Auf der Suche nach einer möglichen Erklärung wird ein weiterer Aspekt unausweichlich: Die Einbeziehung historischer Fakten. Da diese Arbeit jedoch nicht auf historischen Abhandlungen fußen soll, werden sie nur marginal erörtert.

Trotzdem werden sie sich als äußerst gehaltvoll und wichtig herausstellen.

Am Ende dieser Arbeit wird eine mögliche Erklärung für den Zusammenhang zwischen Zivilisation und Gewalt formuliert, die sich an der Frage orientiert: Wie konnte sich eine nationalsozialistischen Diktatur und Gewaltherrschaft innerhalb des modernen, zivilisierten Deutschlands des 20. Jahrhunderts generieren?

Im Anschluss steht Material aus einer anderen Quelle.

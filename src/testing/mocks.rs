//! Mock collaborators for reconciler tests.

use crate::core::{Pipeline, PipelineStatus, Task};
use crate::reconciler::{CancelFlag, TaskExecutor};
use crate::store::Store;
use crate::utils::now_utc;
use async_trait::async_trait;
use parking_lot::Mutex;
use std::collections::HashMap;
use std::sync::Arc;
use std::time::{Duration, Instant};

/// A task executor driven by a per-task script.
///
/// Each task finishes with its scripted terminal status (default
/// `Success`), optionally after a delay during which the cancel flag is
/// polled; cancellation mid-delay finishes the task as `StopByUser`.
/// Records call counts and start/end instants for ordering assertions.
pub struct ScriptedTaskExecutor {
    store: Arc<dyn Store>,
    outcomes: Mutex<HashMap<String, PipelineStatus>>,
    delays: Mutex<HashMap<String, Duration>>,
    call_counts: Mutex<HashMap<String, usize>>,
    starts: Mutex<Vec<(String, Instant)>>,
    ends: Mutex<Vec<(String, Instant)>>,
}

impl ScriptedTaskExecutor {
    /// Creates an executor writing task rows through the given store.
    #[must_use]
    pub fn new(store: Arc<dyn Store>) -> Self {
        Self {
            store,
            outcomes: Mutex::new(HashMap::new()),
            delays: Mutex::new(HashMap::new()),
            call_counts: Mutex::new(HashMap::new()),
            starts: Mutex::new(Vec::new()),
            ends: Mutex::new(Vec::new()),
        }
    }

    /// Scripts the terminal status for a task name.
    pub fn script(&self, name: impl Into<String>, status: PipelineStatus) {
        self.outcomes.lock().insert(name.into(), status);
    }

    /// Scripts an execution delay for a task name.
    pub fn script_delay(&self, name: impl Into<String>, delay: Duration) {
        self.delays.lock().insert(name.into(), delay);
    }

    /// Returns how many times the task was executed.
    #[must_use]
    pub fn call_count(&self, name: &str) -> usize {
        self.call_counts.lock().get(name).copied().unwrap_or(0)
    }

    /// Returns the total number of executions across all tasks.
    #[must_use]
    pub fn total_calls(&self) -> usize {
        self.call_counts.lock().values().sum()
    }

    /// Returns task names in the order their executions started.
    #[must_use]
    pub fn started_order(&self) -> Vec<String> {
        self.starts.lock().iter().map(|(n, _)| n.clone()).collect()
    }

    /// Returns the instant at which the task's execution started.
    #[must_use]
    pub fn started_at(&self, name: &str) -> Option<Instant> {
        self.starts
            .lock()
            .iter()
            .find(|(n, _)| n == name)
            .map(|(_, at)| *at)
    }

    /// Returns the instant at which the task's execution ended.
    #[must_use]
    pub fn ended_at(&self, name: &str) -> Option<Instant> {
        self.ends
            .lock()
            .iter()
            .find(|(n, _)| n == name)
            .map(|(_, at)| *at)
    }

    async fn write_row(&self, row: &Task) {
        // Mock writes are best-effort; scripted store failures must not
        // wedge the worker.
        let _ = self.store.upsert_task(row).await;
    }
}

#[async_trait]
impl TaskExecutor for ScriptedTaskExecutor {
    async fn run_until_done(&self, _pipeline: &Pipeline, task: &Task, canceling: &CancelFlag) {
        *self.call_counts.lock().entry(task.name.clone()).or_insert(0) += 1;
        self.starts.lock().push((task.name.clone(), Instant::now()));

        let mut row = task.clone();
        row.status = PipelineStatus::Running;
        row.time_begin = Some(now_utc());
        self.write_row(&row).await;

        let delay = self.delays.lock().get(&task.name).copied();
        let mut interrupted = canceling.is_canceled();
        if let Some(delay) = delay {
            let deadline = Instant::now() + delay;
            while Instant::now() < deadline {
                if canceling.is_canceled() {
                    interrupted = true;
                    break;
                }
                tokio::time::sleep(Duration::from_millis(2)).await;
            }
        }

        row.status = if interrupted {
            PipelineStatus::StopByUser
        } else {
            self.outcomes
                .lock()
                .get(&task.name)
                .copied()
                .unwrap_or(PipelineStatus::Success)
        };
        row.time_end = Some(now_utc());
        self.write_row(&row).await;

        self.ends.lock().push((task.name.clone(), Instant::now()));
    }
}

#[cfg(test)]
mod tests {
    use super::*;
    use crate::core::TaskSpec;
    use crate::store::InMemoryStore;

    #[tokio::test]
    async fn test_scripted_outcome_and_counting() {
        let store = Arc::new(InMemoryStore::new());
        let pipeline = Pipeline::new(1, "ns", vec![TaskSpec::new("a")]);
        store.insert_pipeline(pipeline.clone());

        let executor = ScriptedTaskExecutor::new(store.clone());
        executor.script("a", PipelineStatus::Failed);

        let task = Task::from_spec(1, &pipeline.specs[0]);
        executor
            .run_until_done(&pipeline, &task, &CancelFlag::new())
            .await;

        assert_eq!(executor.call_count("a"), 1);
        assert_eq!(executor.total_calls(), 1);
        assert_eq!(store.task(1, "a").unwrap().status, PipelineStatus::Failed);
    }

    #[tokio::test]
    async fn test_cancel_mid_delay_stops_task() {
        let store = Arc::new(InMemoryStore::new());
        let pipeline = Pipeline::new(1, "ns", vec![TaskSpec::new("slow")]);
        store.insert_pipeline(pipeline.clone());

        let executor = Arc::new(ScriptedTaskExecutor::new(store.clone()));
        executor.script_delay("slow", Duration::from_secs(30));

        let flag = Arc::new(CancelFlag::new());
        let task = Task::from_spec(1, &pipeline.specs[0]);

        let worker = {
            let executor = executor.clone();
            let flag = flag.clone();
            let pipeline = pipeline.clone();
            tokio::spawn(async move {
                executor.run_until_done(&pipeline, &task, &flag).await;
            })
        };

        tokio::time::sleep(Duration::from_millis(20)).await;
        flag.cancel("test cancel");
        tokio::time::timeout(Duration::from_secs(5), worker)
            .await
            .unwrap()
            .unwrap();

        assert_eq!(
            store.task(1, "slow").unwrap().status,
            PipelineStatus::StopByUser
        );
    }
}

2. Zur Definition des Begriffes der Zivilisation bei Norbert Elias

Wie eingangs bereits erwähnt, befasst sich diese Arbeit mit der Zivilisationstheorie von Norbert Elias. Allgemein formuliert wird unter Zivilisation der „[…] Entwicklungsstand der modernen abendländischen Gesellschaft, in dem auch ein erhebliches ‚Selbstbewußtsein’ (sic!) gegenüber den weniger zivilisierten Gesellschaften der früheren historischen Epochen und gegenüber den ‚primitiveren’ zeitgenössischen Gesellschaften anderer Länder zum Ausdruck kommt […]“ (Baumgart 1991, 53), verstanden. In dieser Begriffsdefinition vereinigen sich Vorstellungen über Begriffe wie Technik, Wissenschaft, Kultur und bestimmte Lebensweisen (vgl. Baumgart 1991, 53).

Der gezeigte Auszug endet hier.